Division of Canadian Pacific Railway

Logo of Canadian Pacific's British Columbia Coast Steamships

The Canadian Pacific Railway Coast Service, also known as the British Columbia Coast Steamships (BCCS), was a division of Canadian Pacific Railway (CPR), which began operating Pacific coastal shipping routes in the late 19th century. The development of coastal passenger and cargo shipping routes extended from British Columbia to Alaska and to Seattle, Washington in the United States.

==CPR overview==
In 1884, CPR began purchasing sailing ships as part of a railway supply service on the Great Lakes. Over time, CPR became a railroad company with widely organized water transportation auxiliaries including the Canadian Pacific Railway Upper Lake Service (Great Lakes), the trans-Pacific service, the British Columbia Coast Service, the British Columbia Lake and River Service, the trans-Atlantic service, and the Ferry service. In the 20th century, the company evolved into a transcontinental railroad which operated two transoceanic services which connected Canada with Europe and with Asia. The range of CPR services were aspects of an integrated plan.

==British Columbia Coast Steamships==

In 1901, CPR purchased the Canadian Pacific Navigation Company and began to expand its fleet, its routes, its infrastructure and its integrated rail service and trans-Pacific connections.
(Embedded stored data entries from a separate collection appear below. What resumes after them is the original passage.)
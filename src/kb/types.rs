//! Node wire types
//!
//! DTOs for knowledge base node communication, plus the typed decode of the
//! node's nested search reply.

use serde::{Deserialize, Serialize};
use serde_json::{Map, Value};

use crate::error::{AgentError, Result};
use crate::schemas::{CallInputs, KbDeployment, KnowledgeItem, QueryHits};

// ============== Envelope Types ==============

/// Signed call envelope sent to the node
#[derive(Debug, Clone, Serialize, Deserialize)]
pub struct KbRunInput {
    pub consumer_id: String,
    pub inputs: CallInputs,
    pub deployment: KbDeployment,
    pub signature: String,
}

/// Reply from the node for one executed envelope
///
/// `results` rows arrive JSON-encoded; any other top-level reply fields
/// (`id`, ...) are collected in `extra` and surfaced by the reshape.
#[derive(Debug, Clone, Serialize, Deserialize)]
pub struct KbRunOutput {
    pub status: String,
    #[serde(default)]
    pub results: Vec<String>,
    #[serde(default, skip_serializing_if = "Option::is_none")]
    pub message: Option<String>,
    #[serde(flatten)]
    pub extra: Map<String, Value>,
}

/// Outer shape of one search result row
#[derive(Debug, Clone, Deserialize)]
struct SearchRows {
    results: Vec<String>,
}

impl KbRunOutput {
    /// Older nodes report `completed`, newer ones `success`; both count.
    pub fn is_success(&self) -> bool {
        matches!(self.status.as_str(), "completed" | "success")
    }

    /// Decode the nested search reply into knowledge hits.
    ///
    /// The node encodes search results as a JSON row whose `results` entries
    /// are themselves JSON-encoded hit payloads. Each level is decoded
    /// against its declared shape and fails loudly on mismatch.
    pub fn knowledge_hits(&self) -> Result<Vec<KnowledgeItem>> {
        let row = self
            .results
            .first()
            .ok_or_else(|| AgentError::decode("reply carried no result rows"))?;
        let rows: SearchRows = serde_json::from_str(row)
            .map_err(|e| AgentError::decode(format!("malformed search reply row: {}", e)))?;
        let payload = rows
            .results
            .first()
            .ok_or_else(|| AgentError::decode("search reply row carried no hit payload"))?;
        let hits: QueryHits = serde_json::from_str(payload)
            .map_err(|e| AgentError::decode(format!("malformed search hit payload: {}", e)))?;
        Ok(hits.data)
    }
}

// ============== Node Auxiliary Types ==============

/// Acknowledgement for a deployment create/validate call
#[derive(Debug, Clone, Serialize, Deserialize)]
pub struct NodeAck {
    #[serde(default)]
    pub status: Option<String>,
}

/// Error body the node attaches to non-success HTTP statuses
#[derive(Debug, Clone, Serialize, Deserialize)]
pub struct NodeErrorReply {
    pub error: String,
    #[serde(default)]
    pub details: Option<String>,
}
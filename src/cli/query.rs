//! `kb-agent query` command
//!
//! Searches the remote knowledge base and prints the hits.
//!
//! # Usage
//! ```bash
//! kb-agent query --query "What is Lorem Ipsum?"
//! kb-agent query --query "timeouts" --top-k 5
//! ```

use anyhow::Result;
use clap::Args;
use serde_json::json;

use crate::config::Config;

#[derive(Args, Debug)]
pub struct QueryArgs {
    /// Search query
    #[arg(short, long)]
    pub query: String,

    /// Number of hits to request (server default: 2)
    #[arg(short = 'k', long)]
    pub top_k: Option<u32>,
}

pub async fn run(args: QueryArgs, config: &Config) -> Result<()> {
    let mut payload = json!({ "query": args.query });
    if let Some(top_k) = args.top_k {
        payload["top_k"] = json!(top_k);
    }

    let request = super::build_request(config, "query", Some(payload))?;
    super::print_result(crate::agent::run_with_config(request, config).await)
}
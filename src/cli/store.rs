//! `kb-agent store` command
//!
//! Stores a piece of text with optional metadata in the remote knowledge
//! base.
//!
//! # Usage
//! ```bash
//! kb-agent store --text "Timeout is 30s"
//! kb-agent store --text "Timeout is 30s" --metadata '{"source": "docs"}'
//! ```

use anyhow::Result;
use clap::Args;
use serde_json::json;

use crate::config::Config;

#[derive(Args, Debug)]
pub struct StoreArgs {
    /// Text to store
    #[arg(short, long)]
    pub text: String,

    /// Metadata as a JSON object
    #[arg(short, long)]
    pub metadata: Option<String>,
}

pub async fn run(args: StoreArgs, config: &Config) -> Result<()> {
    let metadata: serde_json::Value = match &args.metadata {
        Some(raw) => serde_json::from_str(raw)?,
        None => json!({}),
    };

    let request = super::build_request(
        config,
        "store",
        Some(json!({ "text": args.text, "metadata": metadata })),
    )?;

    super::print_result(crate::agent::run_with_config(request, config).await)
}
//! Knowledge base node client
//!
//! Async HTTP facade for one node. Transport, auth, and node errors surface
//! upward unmodified; the dispatcher owns normalization.

use std::time::Duration;

use async_trait::async_trait;
use reqwest::Client;
use serde_json::json;
use tracing::debug;
use url::Url;

use super::types::{KbRunInput, KbRunOutput, NodeAck, NodeErrorReply};
use crate::error::{AgentError, Result};
use crate::schemas::KbDeployment;

/// Backend seam for knowledge base calls
///
/// Implemented by [`KbClient`] for real nodes and by stubs in tests.
#[async_trait]
pub trait KbBackend: Send + Sync {
    /// Establish (register or validate) a deployment before first use
    async fn create(&self, deployment: &KbDeployment) -> Result<()>;

    /// Execute one signed envelope and await the node's reply
    async fn run(&self, input: KbRunInput) -> Result<KbRunOutput>;
}

/// HTTP client for a knowledge base node
#[derive(Debug, Clone)]
pub struct KbClient {
    client: Client,
    node_url: Url,
}

impl KbClient {
    /// Create a new client bound to one node URL
    pub fn new(node_url: &str, timeout_secs: u64) -> Result<Self> {
        let node_url = Url::parse(node_url)
            .map_err(|e| AgentError::config(format!("invalid node URL {}: {}", node_url, e)))?;

        let client = Client::builder()
            .timeout(Duration::from_secs(timeout_secs))
            .build()?;

        Ok(Self { client, node_url })
    }

    /// Build a URL for an endpoint
    fn url(&self, path: &str) -> Result<Url> {
        self.node_url
            .join(path)
            .map_err(|e| AgentError::config(format!("invalid endpoint path {}: {}", path, e)))
    }

    /// Handle response and deserialize
    async fn handle_response<T: serde::de::DeserializeOwned>(
        &self,
        resp: reqwest::Response,
    ) -> Result<T> {
        let status = resp.status();

        if !status.is_success() {
            let message = self.extract_error(resp).await;
            return Err(AgentError::backend(format!(
                "node error ({}): {}",
                status, message
            )));
        }

        resp.json().await.map_err(AgentError::from)
    }

    /// Extract error message from response
    async fn extract_error(&self, resp: reqwest::Response) -> String {
        if let Ok(err) = resp.json::<NodeErrorReply>().await {
            err.error
        } else {
            "Unknown error".to_string()
        }
    }
}

#[async_trait]
impl KbBackend for KbClient {
    async fn create(&self, deployment: &KbDeployment) -> Result<()> {
        let url = self.url("kb/create")?;
        debug!(deployment = %deployment.name, "establishing knowledge base deployment");

        let resp = self
            .client
            .post(url)
            .json(&json!({ "kb_deployment": deployment }))
            .send()
            .await?;

        let _: NodeAck = self.handle_response(resp).await?;
        Ok(())
    }

    async fn run(&self, input: KbRunInput) -> Result<KbRunOutput> {
        let url = self.url("kb/run")?;

        let resp = self.client.post(url).json(&input).send().await?;
        self.handle_response(resp).await
    }
}
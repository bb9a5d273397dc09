/*!
 * Admission Policy
 * Decides what happens when a process arrives at a full registry
 */

use super::entry::TrackedEntry;
use crate::core::errors::RegistryError;
use crate::core::types::{Priority, RegistryResult};
use serde::{Deserialize, Serialize};
use std::collections::VecDeque;
use std::fmt;
use std::str::FromStr;

/// Admission policy, fixed at construction
#[derive(Debug, Clone, Copy, Default, PartialEq, Eq, Hash, Serialize, Deserialize)]
#[serde(rename_all = "snake_case")]
pub enum AdmissionPolicy {
    /// Fail the add with `CapacityExceeded`
    #[default]
    Reject,
    /// Evict the longest-resident process (FIFO)
    OldestOut,
    /// Evict the lowest-priority, oldest process if the newcomer outranks it
    LowestPriorityOut,
}

/// Outcome of an admission decision
#[derive(Debug, Clone, Copy, PartialEq, Eq)]
pub(crate) enum Admission {
    /// Room available, insert
    Insert,
    /// Remove and terminate the entry at this storage index, then insert
    EvictThenInsert(usize),
    /// Leave storage untouched and do not admit
    Decline,
}

impl AdmissionPolicy {
    /// Decide admission of a process with `incoming` priority.
    ///
    /// Pure: never mutates `entries`. `entries` is in arrival order, so the
    /// front is always the oldest entry.
    pub(crate) fn decide(
        self,
        entries: &VecDeque<TrackedEntry>,
        capacity: usize,
        incoming: Priority,
    ) -> RegistryResult<Admission> {
        if entries.len() < capacity {
            return Ok(Admission::Insert);
        }

        match self {
            AdmissionPolicy::Reject => Err(RegistryError::CapacityExceeded { capacity }),
            AdmissionPolicy::OldestOut => Ok(Admission::EvictThenInsert(0)),
            AdmissionPolicy::LowestPriorityOut => {
                // min_by_key keeps the first minimum, so equal timestamps fall
                // back to arrival order
                let victim = entries
                    .iter()
                    .enumerate()
                    .min_by_key(|(_, entry)| entry.eviction_key());

                match victim {
                    Some((index, entry)) if entry.priority().weight() < incoming.weight() => {
                        Ok(Admission::EvictThenInsert(index))
                    }
                    _ => Ok(Admission::Decline),
                }
            }
        }
    }
}

impl fmt::Display for AdmissionPolicy {
    fn fmt(&self, f: &mut fmt::Formatter<'_>) -> fmt::Result {
        let name = match self {
            AdmissionPolicy::Reject => "reject",
            AdmissionPolicy::OldestOut => "oldest_out",
            AdmissionPolicy::LowestPriorityOut => "lowest_priority_out",
        };
        f.write_str(name)
    }
}

impl FromStr for AdmissionPolicy {
    type Err = RegistryError;

    fn from_str(s: &str) -> Result<Self, Self::Err> {
        match s.trim().to_ascii_lowercase().as_str() {
            "reject" => Ok(AdmissionPolicy::Reject),
            "oldest_out" | "fifo" => Ok(AdmissionPolicy::OldestOut),
            "lowest_priority_out" | "priority" => Ok(AdmissionPolicy::LowestPriorityOut),
            other => Err(RegistryError::InvalidConfiguration(format!(
                "unknown admission policy '{}'",
                other
            ))),
        }
    }
}
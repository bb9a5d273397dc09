/*!
 * Listing Tests
 * Sort orders and read-only views
 */

use crate::common::{ids, new_registry};
use pretty_assertions::assert_eq;
use process_registry::{
    AdmissionPolicy, Priority, ProcessHandle, Registry, RegistryError, SortOrder,
};

const MIXED: [Priority; 5] = [
    Priority::High,
    Priority::Low,
    Priority::Medium,
    Priority::High,
    Priority::Low,
];

#[test]
fn test_list_empty_registry() {
    let registry = Registry::new(3).unwrap();
    assert!(registry.list(SortOrder::ByIdAscending).is_empty());
}

#[test]
fn test_list_by_entry_time() {
    let (registry, processes) = new_registry(5, AdmissionPolicy::Reject, &MIXED);
    let admitted: Vec<String> = processes.iter().map(|p| p.id().to_string()).collect();

    assert_eq!(
        ids(&registry.list(SortOrder::ByEntryTimeAscending)),
        admitted
    );

    let mut reversed = admitted.clone();
    reversed.reverse();
    assert_eq!(
        ids(&registry.list(SortOrder::ByEntryTimeDescending)),
        reversed
    );
}

#[test]
fn test_list_by_id() {
    let registry = Registry::new(3).unwrap();
    for id in ["m", "z", "a"] {
        registry
            .add(crate::common::TestProcess::new(id, Priority::Low))
            .unwrap();
    }

    assert_eq!(
        ids(&registry.list(SortOrder::ByIdAscending)),
        vec!["a", "m", "z"]
    );
    assert_eq!(
        ids(&registry.list(SortOrder::ByIdDescending)),
        vec!["z", "m", "a"]
    );
}

#[test]
fn test_list_by_priority() {
    let (registry, _) = new_registry(5, AdmissionPolicy::LowestPriorityOut, &MIXED);

    let ascending: Vec<Priority> = registry
        .list(SortOrder::ByPriorityAscending)
        .iter()
        .map(|v| v.priority())
        .collect();
    assert_eq!(
        ascending,
        vec![
            Priority::Low,
            Priority::Low,
            Priority::Medium,
            Priority::High,
            Priority::High
        ]
    );

    // equal priorities keep admission order
    assert_eq!(
        ids(&registry.list(SortOrder::ByPriorityDescending)),
        vec!["p00", "p03", "p02", "p01", "p04"]
    );
}

#[test]
fn test_views_refuse_terminate() {
    let (registry, processes) = new_registry(3, AdmissionPolicy::Reject, &MIXED[..3]);

    for view in registry.list(SortOrder::ByIdAscending) {
        let err = view.terminate().unwrap_err();
        assert!(matches!(err, RegistryError::UnsupportedOperation(_)));
    }

    assert_eq!(registry.len(), 3);
    assert!(processes.iter().all(|p| !p.was_killed()));
}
Many of CPR's coastal ships came to be called "pocket liners" because they offered amenities like a great ocean liner, but on a smaller scale. The names of these vessels began with the title "Princess"; and the Princess fleet developed as an eponym in the first half of the 20th century.
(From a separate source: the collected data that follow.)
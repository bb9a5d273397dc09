/*!
 * Process Module
 * Process handles and the capacity-bounded registry that tracks them
 */

pub mod registry;
pub mod traits;
pub mod types;
pub mod view;

// Re-export for convenience
pub use registry::{
    AdmissionPolicy, ProcessRegistry, Registry, RegistryBuilder, RegistryConfig, SortOrder,
};
pub use traits::ProcessHandle;
pub use types::Process;
pub use view::ReadOnlyView;
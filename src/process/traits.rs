/*!
 * Process Traits
 * Contract between the registry and the processes it tracks
 */

use crate::core::types::{Priority, RegistryResult};
use std::fmt::Debug;

/// A trackable process handle
///
/// The registry only ever calls these three methods. `id()` and `priority()`
/// must stay stable while the handle is tracked; `terminate()` is called at
/// most once by the registry, when the handle is killed or evicted.
pub trait ProcessHandle: Send + Sync + Debug {
    /// Unique id of the process
    fn id(&self) -> &str;

    /// Priority of the process
    fn priority(&self) -> Priority;

    /// Terminate the process
    fn terminate(&self) -> RegistryResult<()>;
}
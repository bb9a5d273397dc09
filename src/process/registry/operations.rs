/*!
 * Registry Core Operations
 * Add, list and kill operations
 */

use super::entry::TrackedEntry;
use super::ordering::SortOrder;
use super::policy::Admission;
use super::Registry;
use crate::core::errors::RegistryError;
use crate::core::types::{Priority, RegistryResult};
use crate::process::traits::ProcessHandle;
use crate::process::view::ReadOnlyView;
use std::collections::VecDeque;
use std::sync::Arc;
use tracing::{debug, info, instrument, warn};

impl Registry {
    /// Add a process, applying the admission policy if the registry is full
    ///
    /// Fails with `CapacityExceeded` only under `AdmissionPolicy::Reject`.
    /// Under `LowestPriorityOut` the process may be silently declined.
    #[instrument(
        level = "info",
        skip(self, handle),
        fields(id = %handle.id(), priority = %handle.priority(), policy = %self.policy)
    )]
    pub fn add(&self, handle: Arc<dyn ProcessHandle>) -> RegistryResult<()> {
        info!("Adding process");
        let mut entries = self.entries.write();

        // the same handle is never tracked twice, whatever unique_ids says
        if entries
            .iter()
            .any(|e| e.is_handle(&handle) || (self.unique_ids && e.id() == handle.id()))
        {
            return Err(RegistryError::DuplicateId(handle.id().to_string()));
        }

        match self
            .policy
            .decide(&entries, self.capacity, handle.priority())?
        {
            Admission::Insert => {}
            Admission::EvictThenInsert(index) => {
                if let Some(victim) = entries.remove(index) {
                    info!(
                        victim = %victim.id(),
                        victim_priority = %victim.priority(),
                        "Maximum capacity reached, evicting process"
                    );
                    terminate(&victim);
                }
            }
            Admission::Decline => {
                info!("No process with lower priority found, new process not being added");
                return Ok(());
            }
        }

        entries.push_back(TrackedEntry::new(self.clock.now(), handle));
        Ok(())
    }

    /// List tracked processes as read-only views
    ///
    /// The result is a snapshot; later mutations do not affect it.
    pub fn list(&self, order: SortOrder) -> Vec<ReadOnlyView> {
        let mut snapshot: Vec<TrackedEntry> = self.entries.read().iter().cloned().collect();
        debug!(count = snapshot.len(), order = ?order, "Listing running processes");

        order.sort(&mut snapshot);
        snapshot
            .into_iter()
            .map(|entry| ReadOnlyView::new(entry.handle))
            .collect()
    }

    /// Kill the process with this id
    ///
    /// With duplicate ids tolerated, the oldest match is killed.
    pub fn kill_by_id(&self, id: &str) -> RegistryResult<()> {
        info!(id = %id, "Killing process");
        let mut entries = self.entries.write();

        let index = entries
            .iter()
            .position(|e| e.id() == id)
            .ok_or_else(|| RegistryError::NotFound(id.to_string()))?;

        if let Some(entry) = entries.remove(index) {
            terminate(&entry);
        }
        Ok(())
    }

    /// Kill every process with this priority, returning how many were killed
    pub fn kill_by_priority(&self, priority: Priority) -> usize {
        info!(priority = %priority, "Killing all processes with priority");
        let mut entries = self.entries.write();

        let (killed, kept): (VecDeque<TrackedEntry>, VecDeque<TrackedEntry>) =
            entries.drain(..).partition(|e| e.priority() == priority);
        *entries = kept;

        for entry in &killed {
            terminate(entry);
        }
        killed.len()
    }

    /// Kill every process, returning how many were killed
    pub fn kill_all(&self) -> usize {
        info!("Killing all processes");
        let mut entries = self.entries.write();

        let killed = entries.len();
        for entry in entries.drain(..) {
            terminate(&entry);
        }
        killed
    }
}

/// Best-effort termination; the entry is already out of storage
fn terminate(entry: &TrackedEntry) {
    if let Err(e) = entry.handle.terminate() {
        warn!(id = %entry.id(), error = %e, "Process termination failed");
    }
}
In 1913, 10 of the 12 Princess ships in the coastal fleet had been built to the orders of James William Troup, who was superintendent of CPR's Pacific coastal division. Troup's leadership marked the growth of BCCS until his retirement in 1928.

Among the highlights of Princess fleet's service was in 1915 when the 30th Battalion of the Canadian Expeditionary Force (CEF) embarked from Victoria, British Columbia sailing to the War in Europe.